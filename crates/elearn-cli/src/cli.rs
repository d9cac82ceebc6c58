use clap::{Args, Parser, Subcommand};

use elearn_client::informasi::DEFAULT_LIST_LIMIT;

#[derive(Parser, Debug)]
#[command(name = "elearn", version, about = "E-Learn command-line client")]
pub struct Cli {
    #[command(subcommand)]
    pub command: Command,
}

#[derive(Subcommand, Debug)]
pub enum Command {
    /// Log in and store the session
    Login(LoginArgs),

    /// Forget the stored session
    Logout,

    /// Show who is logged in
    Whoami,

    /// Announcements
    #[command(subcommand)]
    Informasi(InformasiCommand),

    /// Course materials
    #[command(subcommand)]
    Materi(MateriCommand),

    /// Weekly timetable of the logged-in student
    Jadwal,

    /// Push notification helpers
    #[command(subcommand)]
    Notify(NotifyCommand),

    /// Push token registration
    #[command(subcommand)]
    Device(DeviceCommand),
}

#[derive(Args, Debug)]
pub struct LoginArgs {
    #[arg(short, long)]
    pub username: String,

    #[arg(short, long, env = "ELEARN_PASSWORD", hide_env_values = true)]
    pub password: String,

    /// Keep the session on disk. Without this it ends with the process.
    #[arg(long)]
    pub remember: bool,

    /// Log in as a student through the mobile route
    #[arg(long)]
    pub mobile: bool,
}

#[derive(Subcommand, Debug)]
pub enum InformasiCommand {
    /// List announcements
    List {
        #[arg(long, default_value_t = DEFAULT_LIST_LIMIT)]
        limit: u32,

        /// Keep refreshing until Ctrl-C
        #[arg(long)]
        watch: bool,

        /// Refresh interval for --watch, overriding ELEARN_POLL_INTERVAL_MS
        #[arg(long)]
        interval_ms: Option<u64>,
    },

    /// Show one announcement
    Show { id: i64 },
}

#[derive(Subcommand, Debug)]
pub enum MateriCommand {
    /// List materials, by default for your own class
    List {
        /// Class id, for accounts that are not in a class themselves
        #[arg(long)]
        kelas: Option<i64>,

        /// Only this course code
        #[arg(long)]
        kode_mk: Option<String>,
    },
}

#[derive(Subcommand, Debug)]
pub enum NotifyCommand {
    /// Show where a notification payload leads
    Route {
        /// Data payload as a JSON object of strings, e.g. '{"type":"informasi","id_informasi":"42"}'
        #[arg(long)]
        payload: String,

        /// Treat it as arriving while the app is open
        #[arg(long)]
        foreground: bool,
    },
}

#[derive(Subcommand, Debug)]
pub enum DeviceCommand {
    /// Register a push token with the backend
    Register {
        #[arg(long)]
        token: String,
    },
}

==

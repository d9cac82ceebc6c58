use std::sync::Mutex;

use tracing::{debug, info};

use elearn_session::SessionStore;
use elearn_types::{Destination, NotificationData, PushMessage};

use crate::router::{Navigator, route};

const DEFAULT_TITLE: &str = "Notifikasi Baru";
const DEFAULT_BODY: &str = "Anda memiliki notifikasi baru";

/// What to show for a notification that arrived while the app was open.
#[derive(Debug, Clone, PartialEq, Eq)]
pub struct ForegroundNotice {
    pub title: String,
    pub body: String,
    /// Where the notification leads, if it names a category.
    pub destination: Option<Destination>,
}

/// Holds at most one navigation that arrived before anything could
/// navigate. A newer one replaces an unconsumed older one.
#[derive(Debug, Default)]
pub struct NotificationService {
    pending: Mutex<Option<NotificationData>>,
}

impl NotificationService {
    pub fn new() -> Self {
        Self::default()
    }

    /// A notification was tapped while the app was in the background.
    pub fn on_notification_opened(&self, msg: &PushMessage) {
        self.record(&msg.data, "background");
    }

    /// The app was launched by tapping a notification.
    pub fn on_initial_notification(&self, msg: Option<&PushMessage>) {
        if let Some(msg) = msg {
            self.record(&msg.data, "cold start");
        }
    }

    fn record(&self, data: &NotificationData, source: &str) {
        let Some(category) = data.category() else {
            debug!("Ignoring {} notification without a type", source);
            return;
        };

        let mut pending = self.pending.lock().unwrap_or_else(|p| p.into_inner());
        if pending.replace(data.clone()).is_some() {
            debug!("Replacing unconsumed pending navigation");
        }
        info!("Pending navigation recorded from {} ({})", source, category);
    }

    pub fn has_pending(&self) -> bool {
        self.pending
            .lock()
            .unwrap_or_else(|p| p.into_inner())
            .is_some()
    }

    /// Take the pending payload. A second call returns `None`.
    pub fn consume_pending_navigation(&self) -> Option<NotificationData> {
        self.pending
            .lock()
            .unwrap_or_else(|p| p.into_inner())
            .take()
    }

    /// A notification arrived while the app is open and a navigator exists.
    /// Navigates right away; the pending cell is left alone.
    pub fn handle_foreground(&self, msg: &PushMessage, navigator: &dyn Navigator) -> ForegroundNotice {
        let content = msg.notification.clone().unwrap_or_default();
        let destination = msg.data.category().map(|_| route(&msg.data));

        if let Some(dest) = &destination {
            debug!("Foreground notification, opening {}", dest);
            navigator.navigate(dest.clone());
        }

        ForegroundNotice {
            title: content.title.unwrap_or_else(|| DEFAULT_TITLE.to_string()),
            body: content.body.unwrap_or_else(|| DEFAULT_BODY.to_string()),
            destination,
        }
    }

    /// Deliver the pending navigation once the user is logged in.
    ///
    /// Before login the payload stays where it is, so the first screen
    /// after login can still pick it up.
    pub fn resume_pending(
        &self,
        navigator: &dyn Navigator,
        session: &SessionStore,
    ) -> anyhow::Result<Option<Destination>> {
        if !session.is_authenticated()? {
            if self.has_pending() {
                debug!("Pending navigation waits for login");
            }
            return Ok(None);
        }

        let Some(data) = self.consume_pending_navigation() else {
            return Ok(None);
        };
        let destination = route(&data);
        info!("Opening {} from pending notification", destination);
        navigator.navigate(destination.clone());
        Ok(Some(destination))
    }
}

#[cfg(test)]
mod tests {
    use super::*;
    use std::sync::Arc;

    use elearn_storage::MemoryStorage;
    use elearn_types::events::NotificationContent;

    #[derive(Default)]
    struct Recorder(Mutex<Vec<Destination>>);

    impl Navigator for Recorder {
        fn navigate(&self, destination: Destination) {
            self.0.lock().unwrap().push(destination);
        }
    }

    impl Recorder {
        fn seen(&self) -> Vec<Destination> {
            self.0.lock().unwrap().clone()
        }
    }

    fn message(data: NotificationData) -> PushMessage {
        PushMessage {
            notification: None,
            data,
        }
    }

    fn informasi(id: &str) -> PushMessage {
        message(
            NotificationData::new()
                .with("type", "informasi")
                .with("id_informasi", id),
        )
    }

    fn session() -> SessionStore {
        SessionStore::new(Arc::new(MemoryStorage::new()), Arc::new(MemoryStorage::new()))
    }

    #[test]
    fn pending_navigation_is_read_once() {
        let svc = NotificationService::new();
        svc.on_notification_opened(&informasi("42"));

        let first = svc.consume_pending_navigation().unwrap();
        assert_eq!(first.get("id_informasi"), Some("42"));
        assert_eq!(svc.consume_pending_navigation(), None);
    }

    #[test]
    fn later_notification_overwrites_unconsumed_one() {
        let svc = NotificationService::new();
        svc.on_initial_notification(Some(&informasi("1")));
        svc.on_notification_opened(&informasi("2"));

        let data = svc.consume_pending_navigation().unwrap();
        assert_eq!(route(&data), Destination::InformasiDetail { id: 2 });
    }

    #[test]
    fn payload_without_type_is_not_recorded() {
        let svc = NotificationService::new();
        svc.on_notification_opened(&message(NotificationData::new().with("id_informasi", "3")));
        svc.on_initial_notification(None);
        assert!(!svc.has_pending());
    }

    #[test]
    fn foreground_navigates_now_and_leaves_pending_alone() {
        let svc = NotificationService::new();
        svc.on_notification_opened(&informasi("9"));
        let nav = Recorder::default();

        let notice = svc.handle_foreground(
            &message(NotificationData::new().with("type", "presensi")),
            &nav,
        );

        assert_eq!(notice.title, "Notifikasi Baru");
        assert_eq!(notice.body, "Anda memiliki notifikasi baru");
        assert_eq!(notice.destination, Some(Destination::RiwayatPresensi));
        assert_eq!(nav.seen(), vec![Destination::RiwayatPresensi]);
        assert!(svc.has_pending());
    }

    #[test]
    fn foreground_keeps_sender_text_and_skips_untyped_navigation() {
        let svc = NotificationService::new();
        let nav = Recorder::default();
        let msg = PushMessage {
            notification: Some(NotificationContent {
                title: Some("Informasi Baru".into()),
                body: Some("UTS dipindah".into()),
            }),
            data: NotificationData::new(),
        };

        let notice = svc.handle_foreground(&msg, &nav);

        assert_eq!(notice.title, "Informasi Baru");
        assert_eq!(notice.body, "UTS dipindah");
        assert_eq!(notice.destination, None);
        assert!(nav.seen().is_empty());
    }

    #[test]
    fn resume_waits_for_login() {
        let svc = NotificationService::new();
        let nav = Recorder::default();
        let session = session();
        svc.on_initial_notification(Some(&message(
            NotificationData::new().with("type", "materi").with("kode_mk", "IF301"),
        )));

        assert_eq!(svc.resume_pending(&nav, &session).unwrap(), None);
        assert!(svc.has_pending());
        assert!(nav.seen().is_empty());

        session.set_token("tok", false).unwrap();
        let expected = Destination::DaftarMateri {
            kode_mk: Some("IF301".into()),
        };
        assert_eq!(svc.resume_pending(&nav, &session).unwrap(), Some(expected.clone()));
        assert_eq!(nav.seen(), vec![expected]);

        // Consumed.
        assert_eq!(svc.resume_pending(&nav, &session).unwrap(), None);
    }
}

■ Directions for this task
Pick out the lines above that hold the string "NotificationContent" and show them.

■ Written response
    use elearn_types::events::NotificationContent;
            notification: Some(NotificationContent {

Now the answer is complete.